At the moment, the inflationary target for Turkey still seems far, as can be seen from the graph below, which shows a 15% increase in the Consumer Price Index for January: the index is apparently incorporating, with a certain delay, the currency depreciation of the previous months. Nonetheless, compared to the recent past, the real interest rate is currently in positive territory, attracting investors once again: after having reached historic lows in November, portfolio investment flows of non-residents have in fact shown signs of recovery in recent months, even though they remain well below the highs of 2013 (source: Electronic Data Delivery System, Central Bank of the Republic of Turkey).

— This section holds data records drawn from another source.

use std::{
    collections::HashMap,
    path::{Path, PathBuf},
    sync::Mutex,
    time::Duration,
};

use crate::{
    encode::runner::run_tool,
    foundation::error::{StoryreelError, StoryreelResult},
};

/// Facts reported by the probing tool for one media file.
#[derive(Clone, Debug, Default, PartialEq, serde::Serialize)]
pub struct MediaInfo {
    /// Container (or first stream) duration in seconds.
    pub duration_sec: Option<f64>,
    /// Width of the first video stream.
    pub width: Option<u32>,
    /// Height of the first video stream.
    pub height: Option<u32>,
    /// Whether any audio stream is present.
    pub has_audio: bool,
}

impl MediaInfo {
    /// `(width, height)` when both are known and non-zero.
    pub fn dimensions(&self) -> Option<(u32, u32)> {
        match (self.width, self.height) {
            (Some(w), Some(h)) if w > 0 && h > 0 => Some((w, h)),
            _ => None,
        }
    }

    /// Duration, or a probe error naming `path` when it is missing or non-positive.
    pub fn require_duration(&self, path: &Path) -> StoryreelResult<f64> {
        match self.duration_sec {
            Some(d) if d.is_finite() && d > 0.0 => Ok(d),
            Some(d) => Err(StoryreelError::probe(
                path,
                format!("duration must be positive, got {d}"),
            )),
            None => Err(StoryreelError::probe(path, "no duration reported")),
        }
    }
}

/// Queries duration and raster dimensions of media files.
pub trait MediaProber: Send + Sync {
    /// Probe one file. Fails with [`StoryreelError::Probe`].
    fn probe(&self, path: &Path) -> StoryreelResult<MediaInfo>;
}

/// [`MediaProber`] backed by the system `ffprobe` binary (JSON output).
#[derive(Clone, Debug)]
pub struct FfprobeProber {
    program: PathBuf,
    timeout: Option<Duration>,
}

impl FfprobeProber {
    /// Prober invoking `program` with a per-invocation `timeout`.
    pub fn new(program: impl Into<PathBuf>, timeout: Option<Duration>) -> Self {
        Self {
            program: program.into(),
            timeout,
        }
    }
}

impl MediaProber for FfprobeProber {
    fn probe(&self, path: &Path) -> StoryreelResult<MediaInfo> {
        let args = [
            "-v",
            "error",
            "-print_format",
            "json",
            "-show_entries",
            "format=duration:stream=codec_type,width,height,duration",
        ]
        .into_iter()
        .map(std::ffi::OsString::from)
        .chain(std::iter::once(path.as_os_str().to_owned()))
        .collect::<Vec<_>>();

        let out = run_tool(self.program.as_os_str(), &args, self.timeout)
            .map_err(|e| StoryreelError::probe(path, e.to_string()))?;
        parse_probe_json(&out.stdout).map_err(|reason| StoryreelError::probe(path, reason))
    }
}

/// Parse `ffprobe -print_format json` output into [`MediaInfo`].
///
/// Durations that ffprobe reports as `"N/A"` or omits are treated as unknown rather than errors;
/// malformed JSON is an error.
pub fn parse_probe_json(stdout: &[u8]) -> Result<MediaInfo, String> {
    #[derive(serde::Deserialize)]
    struct ProbeStream {
        codec_type: Option<String>,
        width: Option<u32>,
        height: Option<u32>,
        duration: Option<String>,
    }
    #[derive(serde::Deserialize)]
    struct ProbeFormat {
        duration: Option<String>,
    }
    #[derive(serde::Deserialize)]
    struct ProbeOut {
        #[serde(default)]
        streams: Vec<ProbeStream>,
        format: Option<ProbeFormat>,
    }

    let parsed: ProbeOut =
        serde_json::from_slice(stdout).map_err(|e| format!("ffprobe json parse failed: {e}"))?;

    let video = parsed
        .streams
        .iter()
        .find(|s| s.codec_type.as_deref() == Some("video"));

    let duration_sec = parsed
        .format
        .as_ref()
        .and_then(|f| parse_duration(f.duration.as_deref()))
        .or_else(|| {
            parsed
                .streams
                .iter()
                .find_map(|s| parse_duration(s.duration.as_deref()))
        });

    Ok(MediaInfo {
        duration_sec,
        width: video.and_then(|s| s.width),
        height: video.and_then(|s| s.height),
        has_audio: parsed
            .streams
            .iter()
            .any(|s| s.codec_type.as_deref() == Some("audio")),
    })
}

fn parse_duration(raw: Option<&str>) -> Option<f64> {
    raw?.trim()
        .parse::<f64>()
        .ok()
        .filter(|d| d.is_finite() && *d >= 0.0)
}

/// Memoizing wrapper: each distinct path is probed at most once per run.
///
/// Failures are not cached, so callers see the same error if they ask again.
pub struct CachedProber<P> {
    inner: P,
    cache: Mutex<HashMap<PathBuf, MediaInfo>>,
}

impl<P: MediaProber> CachedProber<P> {
    /// Wrap `inner`.
    pub fn new(inner: P) -> Self {
        Self {
            inner,
            cache: Mutex::new(HashMap::new()),
        }
    }
}

impl<P: MediaProber> MediaProber for CachedProber<P> {
    fn probe(&self, path: &Path) -> StoryreelResult<MediaInfo> {
        if let Ok(cache) = self.cache.lock()
            && let Some(hit) = cache.get(path)
        {
            return Ok(hit.clone());
        }
        let info = self.inner.probe(path)?;
        if let Ok(mut cache) = self.cache.lock() {
            cache.insert(path.to_path_buf(), info.clone());
        }
        Ok(info)
    }
}

#[cfg(test)]
#[path = "../../tests/unit/assets/media.rs"]
mod tests;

Turkey: Consumer Price Index
It is therefore the improving market sentiment towards Turkey, thanks to the change of economic stance announced and pursued, that is supporting the rally of the lira, making it more attractive to foreign investors. The attitude of the central bank, which is rebuilding its credibility, therefore finds approval from investors, while the same does not emerge on the side of economic reforms, which are still judged as lacking.
Investors' optimism about Turkey, following the November turnaround, can be read not only from the currency, but also from the dynamics of the stock market, which is also going through a phase of rally.
Turkey Stock Exchange: BIST 100 Index
With the gradual exit from the pandemic, a prosecution of the current risk appetite is expected; however, some elements of uncertainty remain as for the recovery phase of the lira. First of all, we can find president Erdogan's political will: while he might be now supporting an orthodox monetary policy, he could always go back towards his well-known preferences for an economic growth driven by low interest rates. The second element to point out is the current vulnerability of the Turkish lira, in the absence of an adequate reserve buffer, which has been severely eroded during 2020; if rebuilding it is one of the goal of the new central bank governor, the resulting demand for foreign currency could, by contrast, penalize the lira.